BOSTON (06/05/2000) - The MuniCenter, backed by Wall Street giants Merrill Lynch & Co., Morgan Stanley Dean Witter & Co. and Citigroup Inc.'s Salomon Smith Barney unit, opened its doors Wednesday, becoming the first online exchange for municipal bonds to go live, beating out a slew of competitors.
"The (online) bond market is becoming a very big deal," said David Ader, vice president of global fixed income at Thomson Financial Services, a unit of Toronto-based Thomson Corp. That's because there's a lack of information in the physical bond market that tends to lead to higher "spreads" - the difference between a bid and sell price - than with stock trades and other types of investments, said Ader.
Online bond trading hubs should provide brokers with more information at the point of execution, which should eventually lead to narrower spreads, said Ader. He estimated that there are 30 to 40 electronic bond trading hubs that have or are about to launch.
Here's how the new exchange will work: Brokers will be able to significantly reduce the time they currently spend on the telephone - and increase their reach to other brokers they trade with - by using TheMuniCenter to automate the way they trade bonds via browser-based software.
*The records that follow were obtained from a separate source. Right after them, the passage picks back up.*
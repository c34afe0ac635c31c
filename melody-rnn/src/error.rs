//! Error types for melody-rnn

use std::io;

#[derive(Debug, thiserror::Error)]
pub enum Error {
    #[error("IO error: {0}")]
    Io(#[from] io::Error),

    #[error("Tensor error: {0}")]
    Candle(#[from] candle_core::Error),

    #[error("JSON error: {0}")]
    Json(#[from] serde_json::Error),

    #[error("Invalid configuration: {field} = {value} ({reason})")]
    Config {
        field: &'static str,
        value: String,
        reason: &'static str,
    },

    #[error("Token not in vocabulary: {0:?}")]
    UnknownToken(String),

    #[error("Id not in vocabulary: {0}")]
    UnknownId(u32),

    #[error("Data error: {0}")]
    Data(String),

    #[error("Checkpoint error: {0}")]
    Checkpoint(String),

    #[error("MIDI error: {0}")]
    Midi(String),
}

impl Error {
    pub(crate) fn config(field: &'static str, value: impl ToString, reason: &'static str) -> Self {
        Self::Config {
            field,
            value: value.to_string(),
            reason,
        }
    }
}

pub type Result<T> = std::result::Result<T, Error>;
This is different from the way a stock exchange operates because bonds are more difficult to describe and sell.
There are currently over 77,000 different issuers of municipal bonds alone - these are bonds issued by local government authorities such as city and state governments used to pay for public projects such as stadiums and highway construction.
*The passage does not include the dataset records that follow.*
/*
 * Refuse
 * Copyright (C) 2020 Andrew Moffat
 *
 * This program is free software: you can redistribute it and/or modify
 * it under the terms of the GNU Affero General Public License as published by
 * the Free Software Foundation, either version 3 of the License, or
 * (at your option) any later version.
 *
 * This program is distributed in the hope that it will be useful,
 * but WITHOUT ANY WARRANTY; without even the implied warranty of
 * MERCHANTABILITY or FITNESS FOR A PARTICULAR PURPOSE.  See the
 * GNU Affero General Public License for more details.
 *
 * You should have received a copy of the GNU Affero General Public License
 * along with this program.  If not, see <http://www.gnu.org/licenses/>.
 */

//! Answering low-level requests.

use super::readdir;
use super::Entry;
use crate::attr::AttrMap;
use crate::codec::Encoding;
use crate::dispatch::guard::Supervisor;
use crate::err::{FuseError, FuseResult};
use crate::log::FUSEOP_TAG;
use crate::marshal::{self, FileInfo};
use crate::ops::DirEntry;
use crate::session::Context;
use libc::c_int;
use log::{debug, error, warn};
use nix::errno::Errno;
use refuse_sys::{fuse_entry_param, fuse_file_info, fuse_req_t, stat, statvfs, Abi, LibFuse};
use std::ffi::{CStr, CString};
use std::ptr;

/// Where replies go.  Structures arrive already laid out for the platform.
pub trait ReplySink: Send + Sync {
    fn err(&self, req: fuse_req_t, errno: c_int) -> c_int;
    fn none(&self, req: fuse_req_t);
    fn entry(&self, req: fuse_req_t, entry: &[u8]) -> c_int;
    fn create(&self, req: fuse_req_t, entry: &[u8], fi: &[u8]) -> c_int;
    fn attr(&self, req: fuse_req_t, attr: &[u8], timeout: f64) -> c_int;
    fn readlink(&self, req: fuse_req_t, link: &CStr) -> c_int;
    fn open(&self, req: fuse_req_t, fi: &[u8]) -> c_int;
    fn write(&self, req: fuse_req_t, count: usize) -> c_int;
    fn buf(&self, req: fuse_req_t, data: &[u8]) -> c_int;
    fn statfs(&self, req: fuse_req_t, st: &[u8]) -> c_int;
    fn xattr(&self, req: fuse_req_t, size: usize) -> c_int;

    /// Serializes one dirent into `buf` and returns its size.  An empty `buf`
    /// only measures.
    fn add_direntry(&self, req: fuse_req_t, buf: &mut [u8], name: &CStr, st: &[u8], off: i64)
        -> usize;

    fn context(&self, req: fuse_req_t) -> Option<Context>;
}

/// Replies through libfuse
pub struct NativeSink {
    lib: &'static LibFuse,
}

impl NativeSink {
    pub fn new(lib: &'static LibFuse) -> Self {
        Self { lib }
    }
}

impl ReplySink for NativeSink {
    fn err(&self, req: fuse_req_t, errno: c_int) -> c_int {
        unsafe { (self.lib.fuse_reply_err)(req, errno) }
    }

    fn none(&self, req: fuse_req_t) {
        unsafe { (self.lib.fuse_reply_none)(req) }
    }

    fn entry(&self, req: fuse_req_t, entry: &[u8]) -> c_int {
        unsafe { (self.lib.fuse_reply_entry)(req, entry.as_ptr() as *const fuse_entry_param) }
    }

    fn create(&self, req: fuse_req_t, entry: &[u8], fi: &[u8]) -> c_int {
        unsafe {
            (self.lib.fuse_reply_create)(
                req,
                entry.as_ptr() as *const fuse_entry_param,
                fi.as_ptr() as *const fuse_file_info,
            )
        }
    }

    fn attr(&self, req: fuse_req_t, attr: &[u8], timeout: f64) -> c_int {
        unsafe { (self.lib.fuse_reply_attr)(req, attr.as_ptr() as *const stat, timeout) }
    }

    fn readlink(&self, req: fuse_req_t, link: &CStr) -> c_int {
        unsafe { (self.lib.fuse_reply_readlink)(req, link.as_ptr()) }
    }

    fn open(&self, req: fuse_req_t, fi: &[u8]) -> c_int {
        unsafe { (self.lib.fuse_reply_open)(req, fi.as_ptr() as *const fuse_file_info) }
    }

    fn write(&self, req: fuse_req_t, count: usize) -> c_int {
        unsafe { (self.lib.fuse_reply_write)(req, count) }
    }

    fn buf(&self, req: fuse_req_t, data: &[u8]) -> c_int {
        let ptr = if data.is_empty() {
            ptr::null()
        } else {
            data.as_ptr() as *const libc::c_char
        };
        unsafe { (self.lib.fuse_reply_buf)(req, ptr, data.len()) }
    }

    fn statfs(&self, req: fuse_req_t, st: &[u8]) -> c_int {
        unsafe { (self.lib.fuse_reply_statfs)(req, st.as_ptr() as *const statvfs) }
    }

    fn xattr(&self, req: fuse_req_t, size: usize) -> c_int {
        unsafe { (self.lib.fuse_reply_xattr)(req, size) }
    }

    fn add_direntry(
        &self,
        req: fuse_req_t,
        buf: &mut [u8],
        name: &CStr,
        st: &[u8],
        off: i64,
    ) -> usize {
        let ptr = if buf.is_empty() {
            ptr::null_mut()
        } else {
            buf.as_mut_ptr() as *mut libc::c_char
        };
        unsafe {
            (self.lib.fuse_add_direntry)(
                req,
                ptr,
                buf.len(),
                name.as_ptr(),
                st.as_ptr() as *const stat,
                off,
            )
        }
    }

    fn context(&self, req: fuse_req_t) -> Option<Context> {
        let ctx = unsafe { (self.lib.fuse_req_ctx)(req).as_ref()? };
        Some(Context {
            uid: ctx.uid,
            gid: ctx.gid,
            pid: ctx.pid,
            umask: ctx.umask,
        })
    }
}

/// What every request of a session shares
pub struct Replies {
    sink: Box<dyn ReplySink>,
    abi: Abi,
    encoding: Encoding,
    use_ns: bool,
    supervisor: Supervisor,
}

impl Replies {
    pub fn new(
        sink: Box<dyn ReplySink>,
        abi: Abi,
        encoding: Encoding,
        use_ns: bool,
        supervisor: Supervisor,
    ) -> Self {
        Self {
            sink,
            abi,
            encoding,
            use_ns,
            supervisor,
        }
    }

    pub fn request(&self, req: fuse_req_t, op: &'static str) -> Request<'_> {
        Request {
            req,
            op,
            replies: self,
            replied: false,
        }
    }

    pub fn abi(&self) -> &Abi {
        &self.abi
    }

    pub fn encoding(&self) -> Encoding {
        self.encoding
    }

    pub fn use_ns(&self) -> bool {
        self.use_ns
    }

    pub fn supervisor(&self) -> &Supervisor {
        &self.supervisor
    }
}

/// One kernel request, answered by exactly one `reply_*`.  Every reply
/// consumes the request; a request dropped without a reply is answered
/// with `EIO` (or `EINVAL`, when dropped by a panicking handler).
pub struct Request<'a> {
    req: fuse_req_t,
    op: &'static str,
    replies: &'a Replies,
    replied: bool,
}

// libfuse lets any thread reply to a request
unsafe impl Send for Request<'_> {}

impl<'a> Request<'a> {
    pub fn op(&self) -> &'static str {
        self.op
    }

    /// The uid, gid, pid and umask of the calling process
    pub fn context(&self) -> Option<Context> {
        self.replies.sink.context(self.req)
    }

    pub fn abi(&self) -> &Abi {
        &self.replies.abi
    }

    /// Replies with the error in `res`, or hands the request on with the value
    pub fn with<V, F>(self, res: FuseResult<V>, f: F)
    where
        F: FnOnce(Self, V),
    {
        match res {
            Ok(v) => f(self, v),
            Err(e) => self.reply_error(e),
        }
    }

    fn finish<F>(mut self, f: F)
    where
        F: FnOnce(&dyn ReplySink, fuse_req_t) -> c_int,
    {
        self.replied = true;
        let rc = f(self.replies.sink.as_ref(), self.req);
        if rc < 0 {
            warn!(
                target: FUSEOP_TAG,
                "{} reply failed: {}",
                self.op,
                Errno::from_raw(-rc)
            );
        }
    }

    /// A positive errno, or 0 for plain success
    pub fn reply_err(self, errno: Errno) {
        debug!(target: FUSEOP_TAG, "{} replying {}", self.op, errno);
        self.finish(|sink, req| sink.err(req, errno as c_int))
    }

    pub fn reply_ok(self) {
        self.finish(|sink, req| sink.err(req, 0))
    }

    /// Replies with the errno of `e`, going through the same translation as
    /// high-level status codes.  A fatal error ends the session.
    pub fn reply_error(self, e: FuseError) {
        let status = self.replies.supervisor.status_of(self.op, e);
        self.finish(|sink, req| sink.err(req, -status))
    }

    /// For forget, which has no reply
    pub fn reply_none(mut self) {
        self.replied = true;
        self.replies.sink.none(self.req)
    }

    pub fn reply_entry(self, entry: &Entry) {
        let buf = self.entry_param(entry);
        self.finish(|sink, req| sink.entry(req, &buf))
    }

    pub fn reply_create(self, entry: &Entry, info: &FileInfo) {
        let buf = self.entry_param(entry);
        let fi = self.file_info(info);
        self.finish(|sink, req| sink.create(req, &buf, &fi))
    }

    pub fn reply_attr(self, attrs: &AttrMap, timeout: f64) {
        let abi = &self.replies.abi;
        let mut buf = abi.stat.zeroed();
        marshal::map_to_stat(abi, attrs, &mut buf, self.replies.use_ns);
        self.finish(|sink, req| sink.attr(req, &buf, timeout))
    }

    pub fn reply_readlink(self, target: &[u8]) {
        match CString::new(target) {
            Ok(link) => self.finish(|sink, req| sink.readlink(req, &link)),
            Err(e) => self.reply_error(e.into()),
        }
    }

    pub fn reply_open(self, info: &FileInfo) {
        let fi = self.file_info(info);
        self.finish(|sink, req| sink.open(req, &fi))
    }

    pub fn reply_write(self, count: usize) {
        self.finish(|sink, req| sink.write(req, count))
    }

    pub fn reply_buf(self, data: &[u8]) {
        self.finish(|sink, req| sink.buf(req, data))
    }

    pub fn reply_statfs(self, attrs: &AttrMap) {
        let abi = &self.replies.abi;
        let mut buf = abi.statvfs.zeroed();
        marshal::map_to_statvfs(abi, attrs, &mut buf);
        self.finish(|sink, req| sink.statfs(req, &buf))
    }

    /// The bare size reply of an xattr size query
    pub fn reply_xattr_size(self, size: usize) {
        self.finish(|sink, req| sink.xattr(req, size))
    }

    /// A getxattr answer for a caller with a `size` byte buffer: the needed
    /// size when `size` is 0, `ERANGE` when the value doesn't fit, else the
    /// value itself.
    pub fn reply_xattr(self, size: usize, value: &[u8]) {
        if size == 0 {
            self.reply_xattr_size(value.len())
        } else if value.len() > size {
            self.reply_err(Errno::ERANGE)
        } else {
            self.reply_buf(value)
        }
    }

    /// As [`Request::reply_xattr`], for the NUL separated name list
    pub fn reply_listxattr<S: AsRef<str>>(self, size: usize, names: &[S]) {
        let encoding = self.replies.encoding;
        let encoded: FuseResult<Vec<Vec<u8>>> =
            names.iter().map(|n| encoding.encode(n.as_ref())).collect();
        match encoded {
            Ok(encoded) => {
                let data = marshal::join_names(&encoded);
                self.reply_xattr(size, &data)
            }
            Err(e) => self.reply_error(e),
        }
    }

    /// Sends the slice of `entries` that belongs at `off` in a `size` byte
    /// buffer.  The kernel keeps asking with later offsets until it gets an
    /// empty reply.  Entries without attributes are sent with a zeroed stat.
    pub fn reply_readdir(self, size: usize, off: i64, entries: &[DirEntry]) {
        match self.dirents(size, off, entries) {
            Ok(buf) => self.reply_buf(&buf),
            Err(e) => self.reply_error(e),
        }
    }

    fn dirents(&self, size: usize, off: i64, entries: &[DirEntry]) -> FuseResult<Vec<u8>> {
        let abi = &self.replies.abi;
        let sink = self.replies.sink.as_ref();

        let mut prepared = Vec::with_capacity(entries.len());
        for entry in entries {
            let name = CString::new(self.replies.encoding.encode(&entry.name)?)?;
            let mut st = abi.stat.zeroed();
            if let Some(attrs) = &entry.attrs {
                marshal::map_to_stat(abi, attrs, &mut st, self.replies.use_ns);
            }
            let entry_size = sink.add_direntry(self.req, &mut [], &name, &st, 0);
            prepared.push((name, st, entry_size));
        }

        let sizes: Vec<usize> = prepared.iter().map(|(_, _, s)| *s).collect();
        let off = if off < 0 { 0 } else { off as usize };
        let range = readdir::window(&sizes, off, size);
        let which = readdir::entries_in(&sizes, &range);

        let mut buf = vec![0; range.len()];
        let mut pos = 0;
        for (name, st, entry_size) in &prepared[which] {
            let next = pos + entry_size;
            let end_offset = (range.start + next) as i64;
            sink.add_direntry(self.req, &mut buf[pos..next], name, st, end_offset);
            pos = next;
        }
        Ok(buf)
    }

    fn entry_param(&self, entry: &Entry) -> Vec<u8> {
        marshal::entry_param(
            &self.replies.abi,
            entry.ino,
            entry.generation,
            &entry.attrs,
            entry.attr_timeout,
            entry.entry_timeout,
            self.replies.use_ns,
        )
    }

    fn file_info(&self, info: &FileInfo) -> Vec<u8> {
        let layout = &self.replies.abi.file_info;
        let mut buf = layout.layout.zeroed();
        info.write(layout, &mut buf);
        buf
    }
}

impl Drop for Request<'_> {
    fn drop(&mut self) {
        if self.replied {
            return;
        }
        let errno = if std::thread::panicking() {
            libc::EINVAL
        } else {
            error!(target: FUSEOP_TAG, "{} was never replied to", self.op);
            libc::EIO
        };
        self.replied = true;
        self.replies.sink.err(self.req, errno);
    }
}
In addition, any small-town government can produce more than one bond issue - for different projects with different payout periods. After the initial sale, bond holders who wants to sell a bond again enter a secondary market, where brokers step in.
Normally, it takes a great deal of work for broker/dealers to find a suitable buyer, according to MuniCenter CEO Thomas Vales.
Vales said that TheMuniCenter will make bond information available to potential investors but all trades will have to be placed with brokers.
This may change in the future, he added. TheMuniCenter has applied to be registered as a broker itself, and approval from the Municipal Securities Rules Making Board is expected in about three months.
The exchange also has plans to expand into other types of bonds - such as new issues - and has plans to affiliate with news services, research firms, credit analysts and providers of bond analytics and other content.
The company plans to generate profits by charging brokers a transaction fee for every bond that is sold, based on the size of the transaction, said Vales.